Inhalt : Firmensitz: Wetter
Branche: Maschinenbau
Friedrich Harkort (1793-1880) verwirklichte mit der "Mechanischen Werkstätte" 1819 seinen Traum, Maschinen nach englischem Vorbild zu bauen. Er erwarb Terrain auf der Burg Wetter und baute dort zunächst eine Gießerei, die 1826 durch einen Hochofen und 1828 durch ein Hammer-, Puddel- und Walzwerk im Burggraben erweitert wurde. Seine Kompagnons waren Heinrich Kamp (1786-1853) und Edward Thomas. Das Unternehmen firmierte 1824 zu "Harkort, Thomas & Co" um. Nach dem Austritt von Thomas hieß es zwischen 1826 und 1834 Harkort & Co(mp.). Neben Thomas standen bis 1832 mehrere Engländer in Diensten des Unternehmens, vor allem Samuel Godwin und seine Söhne. Einer von ihnen war beteiligt an der Wuppertaler Niederlassung von Harkort & Co. "Blank, Godwin & Co.". Eine weitere Niederlassung bestand in Berlin unter der Leitung von Harkorts Schwager Mohl.
In den 1820er Jahren erwarb Friedrich Harkort bei Olpe, Brilon, Wetzlar, Milspe sowie in Hombruch Gruben und Felder, um die Werkstätte in Wetter mit Erz zu versorgen. In Rüblinghausen und Stachelau bei Olpe wurde das Erz verhüttet. Hinzu kam Zechenbesitz im Revier südlich der Ruhr bei Witten. Neben die Anfertigung von Dampfmaschinen für Bergbau, Textilindustrie, Ölmühlen und andere Branchen trat noch in den 1820er Jahren die Fertigung von gußeisernen Teilen und Fertigprodukten wie Kandaren und Schlössern.
Mit über 10.000 Rtlr. Schulden schied Friedrich Harkort sukzessive zwischen 1832 und 1834 aus dem Unternehmen aus. Sein Kompagnon Kamp übernahm es endgültig am 31. Januar 1834. 1837 verpachtete er das Puddel-, Hammer- und Walzwerk an die von seinen Söhnen betriebene Firma Kamp & Hesterberg, später Gebr. Kamp. Das Walzwerk wurde 1854 von Hermann Kamp nach Dortmund verlegt ("Paulinenhütte"); daraus entstand 1856 das Eisenwerk "Rothe Erde". Otto Kamp, sein Bruder Hermann und ihr Schwager Julius Blank leiteten nach einer Übergangsphase die Maschinenfabrik, deren Mitinhaber sie wurden. 1846 wurde der Hochofen auf der Burg stillgelegt.

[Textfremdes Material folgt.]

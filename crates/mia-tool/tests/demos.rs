use mia_test_example::{demo_dir, demo_names, testcase_path};
use mia_tool::assert_case;

#[test]
fn every_demo_script_passes_its_testcase() {
    let names = demo_names();
    assert!(!names.is_empty(), "expected demo scripts");

    for name in names {
        let report = assert_case(&demo_dir(&name), &testcase_path(&name))
            .unwrap_or_else(|error| panic!("demo {} failed: {}", name, error));
        assert!(
            report.accepted_responses > 0,
            "demo {} should submit at least one response",
            name
        );
    }
}

#[test]
fn enrollment_demo_records_follow_up_and_rejections() {
    let report = assert_case(
        &demo_dir("03-enrollment-form"),
        &testcase_path("03-enrollment-form"),
    )
    .expect("enrollment demo should pass");
    assert!(report.consent_complete);
    assert_eq!(report.follow_up_count, 1);
    assert_eq!(report.rejected_responses, 3);
}
use std::collections::HashMap;
use std::sync::{Arc, Mutex, PoisonError};

use mia_core::{ConsentError, ParticipantSession, RawResponse, Turn};
use mia_runtime::{advance, bootstrap, project, resolve, validate};
use mia_script::ScriptGraph;

use crate::clock::{Clock, SystemClock};
use crate::store::ScriptStore;

#[derive(Clone)]
pub struct ConsentServiceOptions {
    pub store: Arc<dyn ScriptStore>,
    pub clock: Option<Arc<dyn Clock>>,
}

/// Inbound boundary of the engine. Submissions for one participant are
/// serialized; different participants proceed independently.
pub struct ConsentService {
    store: Arc<dyn ScriptStore>,
    clock: Arc<dyn Clock>,
    participant_locks: Mutex<HashMap<String, Arc<Mutex<()>>>>,
}

impl ConsentService {
    pub fn new(options: ConsentServiceOptions) -> Self {
        Self {
            store: options.store,
            clock: options.clock.unwrap_or_else(|| Arc::new(SystemClock)),
            participant_locks: Mutex::new(HashMap::new()),
        }
    }

    pub fn store(&self) -> &Arc<dyn ScriptStore> {
        &self.store
    }

    /// Runs `operation` under the participant's lock. The lock entry is
    /// dropped again once no other caller holds or waits on it.
    fn with_participant_lock<T>(&self, participant_id: &str, operation: impl FnOnce() -> T) -> T {
        let lock = self
            .participant_locks
            .lock()
            .unwrap_or_else(PoisonError::into_inner)
            .entry(participant_id.to_string())
            .or_default()
            .clone();
        let result = {
            let _guard = lock.lock().unwrap_or_else(PoisonError::into_inner);
            operation()
        };
        drop(lock);
        self.release_participant_lock(participant_id);
        result
    }

    fn release_participant_lock(&self, participant_id: &str) {
        let mut locks = self
            .participant_locks
            .lock()
            .unwrap_or_else(PoisonError::into_inner);
        if locks
            .get(participant_id)
            .is_some_and(|lock| Arc::strong_count(lock) == 1)
        {
            locks.remove(participant_id);
        }
    }

    fn load_or_bootstrap(
        &self,
        participant_id: &str,
    ) -> Result<(Arc<ScriptGraph>, ParticipantSession), ConsentError> {
        if let Some(session) = self.store.load_session(participant_id)? {
            let graph = self.store.load_script_graph(&session.script_version_id)?;
            return Ok((graph, session));
        }

        let script_version_id = self.store.assigned_script_version(participant_id)?;
        let graph = self.store.load_script_graph(&script_version_id)?;
        let session = bootstrap(&graph, participant_id, &script_version_id, self.clock.now())?;
        self.store.save_session(&session)?;
        Ok((graph, session))
    }

    /// Full turn sequence for the participant, creating the session at the
    /// root of the assigned script on first contact.
    pub fn get_current_turns(&self, participant_id: &str) -> Result<Vec<Turn>, ConsentError> {
        self.with_participant_lock(participant_id, || {
            let (graph, session) = self.load_or_bootstrap(participant_id)?;
            project(&graph, &session)
        })
    }

    /// Validates and applies an answer to `node_id`, returning the updated
    /// turn sequence. Rejected answers leave the stored session unchanged.
    pub fn submit_response(
        &self,
        participant_id: &str,
        node_id: &str,
        raw_response: RawResponse,
    ) -> Result<Vec<Turn>, ConsentError> {
        self.with_participant_lock(participant_id, || {
            self.apply_response(participant_id, node_id, raw_response)
        })
    }

    fn apply_response(
        &self,
        participant_id: &str,
        node_id: &str,
        raw_response: RawResponse,
    ) -> Result<Vec<Turn>, ConsentError> {
        let session = self.store.load_session(participant_id)?.ok_or_else(|| {
            ConsentError::SessionNotFound {
                participant_id: participant_id.to_string(),
            }
        })?;
        if session.current_node_id != node_id {
            tracing::debug!(
                participant_id,
                node_id,
                current_node_id = %session.current_node_id,
                "stale submission"
            );
            return Err(ConsentError::StaleSession {
                participant_id: participant_id.to_string(),
                expected: node_id.to_string(),
                actual: session.current_node_id,
            });
        }

        let graph = self.store.load_script_graph(&session.script_version_id)?;
        let node = resolve(&graph, node_id)?;
        let validated = validate(node, &raw_response).map_err(|error| {
            tracing::warn!(participant_id, node_id, code = error.code(), "response rejected");
            ConsentError::from(error)
        })?;

        let mut next = session.clone();
        advance(&graph, &mut next, &validated, self.clock.now())?;
        self.store.save_session(&next)?;
        project(&graph, &next)
    }

    pub fn session(&self, participant_id: &str) -> Result<ParticipantSession, ConsentError> {
        self.store
            .load_session(participant_id)?
            .ok_or_else(|| ConsentError::SessionNotFound {
                participant_id: participant_id.to_string(),
            })
    }
}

Unter Alfred Trappen, einem Vetter der Kamps (Eintritt 1845), wurden seit 1854 die Konstruktionen technisch vervollkommnet. 1873 wird die "Märkische Maschinenbau-Anstalt vorm. Kamp & Co." als Aktiengesellschaft mit einem Stammkapital von 3,6 Mio Mark gegründet; nach 1873 werden die Produktionsstätten von der Burg in die Nähe des Bahnhofs verlegt. Hugo Blank wird Vorsitzender des Aufsichtsrats, Julius Blank und Alfred Trappen haben die technische Leitung, Heinrich Blank übernimmt die kaufmännische Leitung. 1906 fusioniert das Unternehmen zur Märkischen Maschinenbau-Anstalt Ludwig Stuckenholz A.G., die 1911 in der Deutsche Maschinenfabrik AG, Duisburg (Demag) aufgeht. Die Demag wird 1974 von der Mannesmann AG, Düsseldorf übernommen.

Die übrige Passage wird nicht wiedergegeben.